Inside Valley – Apple's design headquarters
Apple invested five billion dollars in its new headquarters – a gigantic ring, visible from space. A visit in person.
In this episode of Inside Valley I visit a building that stands like no other for the ambitions of the world’s most valuable technology company: Apple Park in Cupertino. Apple invested five billion dollars in its new headquarters. From space, the circular structure looks like a giant O.
The campus is one of the last major projects Steve Jobs set in motion before his death in 2011. He wanted to create a place where chance encounters – what Jobs called “creative collisions” – could happen systematically: 12,000 employees under one roof, connected by a single ring-shaped corridor just over a kilometre long. The park opened in 2017; work on the outdoor areas continued into the following years.

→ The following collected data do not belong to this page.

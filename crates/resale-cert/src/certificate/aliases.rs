//! Historical field names that older template revisions still use.

/// `(legacy, canonical)` pairs. Both names carry the same fact.
const FIELD_ALIASES: &[(&str, &str)] = &[
    ("Unpaid Fees.", "Unpaid Fees"),
    ("Date_Prepared", "Date Prepared"),
    ("Group_App3.Choice1", "Group3.Choice1"),
    ("Group_App3.Choice2", "Group3.Choice2"),
];

/// Canonical name for `name`, or `name` itself when it is not a legacy alias.
pub fn canonical(name: &str) -> &str {
    FIELD_ALIASES
        .iter()
        .find(|(legacy, _)| *legacy == name)
        .map(|(_, canonical)| *canonical)
        .unwrap_or(name)
}

/// Every other name the same fact is known by, canonical first.
pub fn alternates(name: &str) -> Vec<&'static str> {
    let canonical = canonical(name);
    let mut names = Vec::new();

    if let Some((_, target)) = FIELD_ALIASES.iter().find(|(_, target)| *target == canonical) {
        if *target != name {
            names.push(*target);
        }
    }

    names.extend(
        FIELD_ALIASES
            .iter()
            .filter(|(legacy, target)| *target == canonical && *legacy != name)
            .map(|(legacy, _)| *legacy),
    );
    names
}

What stands out is less the size than the obsessive perfectionism with which it was executed. The curved glass facades are the largest ever made for a building. The doors are designed to fit so precisely that you feel no threshold when you step through – Jobs considered thresholds a design error because they shift attention from the thought to the foot. The canteen area and the Steve Jobs Theater, where Apple holds its product events, are integrated into the ring. A private forest with several thousand trees was planned as part of the complex.
The visit illustrates in the video the symbolic value of such buildings: while other technology companies market themselves with hacker garages and open work spaces, Apple opts for geometric rigour and closed forms. Apple Park is less a place of work than a corporate statement in concrete, glass and aluminium – an architectural declaration of how this company sees itself.